I reached the flatpack furniture giant’s only hotel after a two-hour train ride from Copenhagen. With that iconic blue and yellow sign outside, it was hard to miss.

The 254 rooms – which range from cabins with bunks beds and shared bathrooms to doubles with plump queen beds – stay true to IKEA’s budget-friendly ethos, with one-night stays coming in well under €100. And – as you’d expect — they’re all furnished with some of IKEA’s most iconic products: Lisabo tables, Poang easy chairs, Boomerang coat hangers. It’s a bit like walking into one of those staged sets you find in an IKEA warehouse, only with a shower tacked on. 

IKEA hotel, room with bunkbeds, Sweden
Photograph: Booking.com

Although the rooms are Scandi-style bland, with blonde parquet floors, beige walls and white cotton curtains, there are excellent IKEA-style add-ons that travellers and digital nomads (like me) will love. Included is a free-to-use communal lounge area complete with fridge, sink and dishwasher, plus a laundry room – also free – where you can put a wash on before heading down to IKEA Hotell’s gleaming restaurant for a fika (that’s Swedish for snack) or – you guessed it – lingonberry-smothered meatballs.

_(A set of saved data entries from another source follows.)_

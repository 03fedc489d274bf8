//! Database lifecycle
//!
//! One writer rebuilds the database from a symbol file while readers keep
//! whatever `Arc<TypeDatabase>` snapshot they already fetched. A snapshot is
//! only handed out in the `Ready` state.

use std::path::{Path, PathBuf};
use std::sync::atomic::{AtomicBool, Ordering};
use std::sync::{Arc, Mutex, PoisonError, RwLock, RwLockReadGuard, RwLockWriteGuard};

use serde::{Deserialize, Serialize};
use tracing::{info, warn};

use super::TypeDatabase;
use crate::dwarf::{build_database, BuildOptions, DebugInfoProvider, DwarfError};

#[derive(Debug, Clone, PartialEq, Eq, Serialize, Deserialize)]
#[serde(tag = "state", rename_all = "snake_case")]
pub enum LoadState {
    NotLoaded,
    Loading,
    Ready,
    Failed { kind: String, message: String },
    Aborted,
}

/// What happens to the current database when a reload fails
#[derive(Debug, Clone, Copy, PartialEq, Eq, Default, Serialize, Deserialize)]
#[serde(rename_all = "snake_case")]
pub enum FailurePolicy {
    #[default]
    Clear,
    Retain,
}

#[derive(Debug)]
struct Published {
    state: LoadState,
    database: Option<Arc<TypeDatabase>>,
    path: Option<PathBuf>,
}

pub struct SymbolStore {
    provider: Box<dyn DebugInfoProvider>,
    options: BuildOptions,
    failure_policy: FailurePolicy,
    published: RwLock<Published>,
    /// Serializes loads
    loading: Mutex<()>,
    abort: AtomicBool,
}

impl SymbolStore {
    pub fn new(provider: Box<dyn DebugInfoProvider>) -> Self {
        Self {
            provider,
            options: BuildOptions::default(),
            failure_policy: FailurePolicy::default(),
            published: RwLock::new(Published {
                state: LoadState::NotLoaded,
                database: None,
                path: None,
            }),
            loading: Mutex::new(()),
            abort: AtomicBool::new(false),
        }
    }

    pub fn with_build_options(mut self, options: BuildOptions) -> Self {
        self.options = options;
        self
    }

    pub fn with_failure_policy(mut self, policy: FailurePolicy) -> Self {
        self.failure_policy = policy;
        self
    }

    fn read(&self) -> RwLockReadGuard<'_, Published> {
        self.published.read().unwrap_or_else(PoisonError::into_inner)
    }

    fn write(&self) -> RwLockWriteGuard<'_, Published> {
        self.published.write().unwrap_or_else(PoisonError::into_inner)
    }

    pub fn state(&self) -> LoadState {
        self.read().state.clone()
    }

    pub fn last_path(&self) -> Option<PathBuf> {
        self.read().path.clone()
    }

    /// The published database; `NotLoaded` unless the store is `Ready`
    pub fn snapshot(&self) -> Result<Arc<TypeDatabase>, DwarfError> {
        let published = self.read();
        match (&published.state, &published.database) {
            (LoadState::Ready, Some(db)) => Ok(Arc::clone(db)),
            _ => Err(DwarfError::NotLoaded),
        }
    }

    /// Publish a database built elsewhere
    pub fn install(&self, database: TypeDatabase) -> Arc<TypeDatabase> {
        let _guard = self.loading.lock().unwrap_or_else(PoisonError::into_inner);
        let database = Arc::new(database);
        let mut published = self.write();
        published.database = Some(Arc::clone(&database));
        published.state = LoadState::Ready;
        database
    }

    /// Publish `Loading` for `path` ahead of a `load` that runs on another thread
    pub fn begin_load(&self, path: &Path) {
        let mut published = self.write();
        published.state = LoadState::Loading;
        published.path = Some(path.to_path_buf());
    }

    /// Rebuild the database from `path`. Blocks while another load runs.
    pub fn load(&self, path: &Path) -> Result<Arc<TypeDatabase>, DwarfError> {
        let _guard = self.loading.lock().unwrap_or_else(PoisonError::into_inner);
        self.begin_load(path);

        info!("Loading symbols from {}", path.display());
        let result = self.provider.read(path).and_then(|debug_info| {
            build_database(&debug_info, &self.options, Some(&self.abort))
        });
        self.publish(path, result)
    }

    /// Reload the last symbol file
    pub fn refresh(&self) -> Result<Arc<TypeDatabase>, DwarfError> {
        let path = self.last_path().ok_or(DwarfError::NotLoaded)?;
        self.load(&path)
    }

    /// Ask a running load to stop at the next unit boundary.
    /// Returns whether a load was in progress.
    pub fn abort(&self) -> bool {
        // Set under the read lock so `publish` cannot clear it first
        let published = self.read();
        let loading = published.state == LoadState::Loading;
        if loading {
            info!("Aborting symbol load");
            self.abort.store(true, Ordering::Relaxed);
        }
        loading
    }

    fn publish(
        &self,
        path: &Path,
        result: Result<TypeDatabase, DwarfError>,
    ) -> Result<Arc<TypeDatabase>, DwarfError> {
        let mut published = self.write();
        self.abort.store(false, Ordering::Relaxed);
        match result {
            Ok(database) => {
                info!(
                    "Symbols ready from {}: {} symbols, {} types",
                    path.display(),
                    database.symbol_count(),
                    database.type_count()
                );
                let database = Arc::new(database);
                published.database = Some(Arc::clone(&database));
                published.state = LoadState::Ready;
                Ok(database)
            }
            Err(DwarfError::Aborted) => {
                published.database = None;
                published.state = LoadState::Aborted;
                Err(DwarfError::Aborted)
            }
            Err(err) => {
                warn!("Failed to load symbols from {}: {}", path.display(), err);
                match self.failure_policy {
                    FailurePolicy::Retain if published.database.is_some() => {
                        published.state = LoadState::Ready;
                    }
                    _ => {
                        published.database = None;
                        published.state = LoadState::Failed {
                            kind: err.kind().to_string(),
                            message: err.to_string(),
                        };
                    }
                }
                Err(err)
            }
        }
    }
}
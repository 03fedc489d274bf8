//! AST definitions for watch expressions
//!
//! `Display` on every node is the canonical printer: parentheses are kept as
//! written, so printing and re-parsing yields the same tree.

use serde::{Deserialize, Serialize};
use std::fmt;

/// Address-bearing expression
#[derive(Debug, Clone, PartialEq, Eq, Serialize, Deserialize)]
pub enum Expr {
    /// Global or static name: `counter`, `ns::state`
    Ident(ScopedIdent),

    /// Parenthesized: `(p)`
    Paren(Box<Expr>),

    /// Single-eval block: `{ p->next }`
    SingleEval(Box<Expr>),

    /// Member access: `a.b`, `p->b`
    Member {
        base: Box<Expr>,
        access: Access,
        member: String,
    },

    /// Subscript: `a[i * 2]`
    Index { base: Box<Expr>, index: DetExpr },

    /// Dereference or address-of: `*p`, `&x`
    Unary { op: UnaryOp, expr: Box<Expr> },

    /// Cast: `(uint32_t*)addr`
    Cast { ty: TypeName, expr: Box<Expr> },

    /// Pointer offset: `p + 4`, `buf - sizeof(int)`
    Offset {
        base: Box<Expr>,
        op: OffsetOp,
        offset: DetExpr,
    },
}

/// Side-effect-free integer arithmetic used in subscripts and offsets
#[derive(Debug, Clone, PartialEq, Eq, Serialize, Deserialize)]
pub enum DetExpr {
    Literal(i64),
    SizeOf(TypeName),
    Neg(Box<DetExpr>),
    Paren(Box<DetExpr>),
    Binary {
        left: Box<DetExpr>,
        op: DetOp,
        right: Box<DetExpr>,
    },
}

/// `ident(::ident)*`
#[derive(Debug, Clone, PartialEq, Eq, Hash, Serialize, Deserialize)]
pub struct ScopedIdent {
    pub segments: Vec<String>,
}

impl ScopedIdent {
    pub fn new(segments: Vec<String>) -> Self {
        Self { segments }
    }

    pub fn single(name: impl Into<String>) -> Self {
        Self {
            segments: vec![name.into()],
        }
    }
}

/// Named type with `*` / `[]` suffixes applied left to right
#[derive(Debug, Clone, PartialEq, Eq, Serialize, Deserialize)]
pub struct TypeName {
    pub base: ScopedIdent,
    pub suffixes: Vec<TypeSuffix>,
}

#[derive(Debug, Clone, Copy, PartialEq, Eq, Serialize, Deserialize)]
pub enum TypeSuffix {
    Pointer,
    Array,
}

#[derive(Debug, Clone, Copy, PartialEq, Eq, Serialize, Deserialize)]
pub enum Access {
    Dot,
    Arrow,
}

#[derive(Debug, Clone, Copy, PartialEq, Eq, Serialize, Deserialize)]
pub enum UnaryOp {
    Deref,
    AddrOf,
}

#[derive(Debug, Clone, Copy, PartialEq, Eq, Serialize, Deserialize)]
pub enum OffsetOp {
    Add,
    Sub,
}

#[derive(Debug, Clone, Copy, PartialEq, Eq, Serialize, Deserialize)]
pub enum DetOp {
    Add,
    Sub,
    Mul,
}

impl Access {
    pub fn as_str(&self) -> &'static str {
        match self {
            Access::Dot => ".",
            Access::Arrow => "->",
        }
    }
}

impl UnaryOp {
    pub fn as_str(&self) -> &'static str {
        match self {
            UnaryOp::Deref => "*",
            UnaryOp::AddrOf => "&",
        }
    }
}

impl OffsetOp {
    pub fn as_str(&self) -> &'static str {
        match self {
            OffsetOp::Add => "+",
            OffsetOp::Sub => "-",
        }
    }
}

impl DetOp {
    pub fn as_str(&self) -> &'static str {
        match self {
            DetOp::Add => "+",
            DetOp::Sub => "-",
            DetOp::Mul => "*",
        }
    }
}

impl fmt::Display for ScopedIdent {
    fn fmt(&self, f: &mut fmt::Formatter<'_>) -> fmt::Result {
        write!(f, "{}", self.segments.join("::"))
    }
}

impl fmt::Display for TypeName {
    fn fmt(&self, f: &mut fmt::Formatter<'_>) -> fmt::Result {
        write!(f, "{}", self.base)?;
        for suffix in &self.suffixes {
            match suffix {
                TypeSuffix::Pointer => write!(f, "*")?,
                TypeSuffix::Array => write!(f, "[]")?,
            }
        }
        Ok(())
    }
}

impl fmt::Display for Expr {
    fn fmt(&self, f: &mut fmt::Formatter<'_>) -> fmt::Result {
        match self {
            Expr::Ident(ident) => write!(f, "{}", ident),
            Expr::Paren(inner) => write!(f, "({})", inner),
            Expr::SingleEval(inner) => write!(f, "{{{}}}", inner),
            Expr::Member {
                base,
                access,
                member,
            } => write!(f, "{}{}{}", base, access.as_str(), member),
            Expr::Index { base, index } => write!(f, "{}[{}]", base, index),
            Expr::Unary { op, expr } => write!(f, "{}{}", op.as_str(), expr),
            Expr::Cast { ty, expr } => write!(f, "({}){}", ty, expr),
            Expr::Offset { base, op, offset } => write!(f, "{} {} {}", base, op.as_str(), offset),
        }
    }
}

impl fmt::Display for DetExpr {
    fn fmt(&self, f: &mut fmt::Formatter<'_>) -> fmt::Result {
        match self {
            DetExpr::Literal(value) => write!(f, "{}", value),
            DetExpr::SizeOf(ty) => write!(f, "sizeof({})", ty),
            DetExpr::Neg(inner) => write!(f, "-{}", inner),
            DetExpr::Paren(inner) => write!(f, "({})", inner),
            DetExpr::Binary { left, op, right } => write!(f, "{} {} {}", left, op.as_str(), right),
        }
    }
}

Communal area at IKEA hotel in Sweden
Photograph: Booking.com

IKEA was founded by Ingvar Kamprad back in 1953, which means it’s celebrating its eightieth anniversary this year. To mark the occasion, the company’s (also unique) IKEA museum just across the car park has several new exhibitions, including ‘IKEA Through the Ages’: a showcase of hard-to-find vintage items that will thrill hardcore fans. ‘We all grew up with some IKEA,’ exhibition curator Mats Nilsson tells me. ‘This is all about nostalgia.’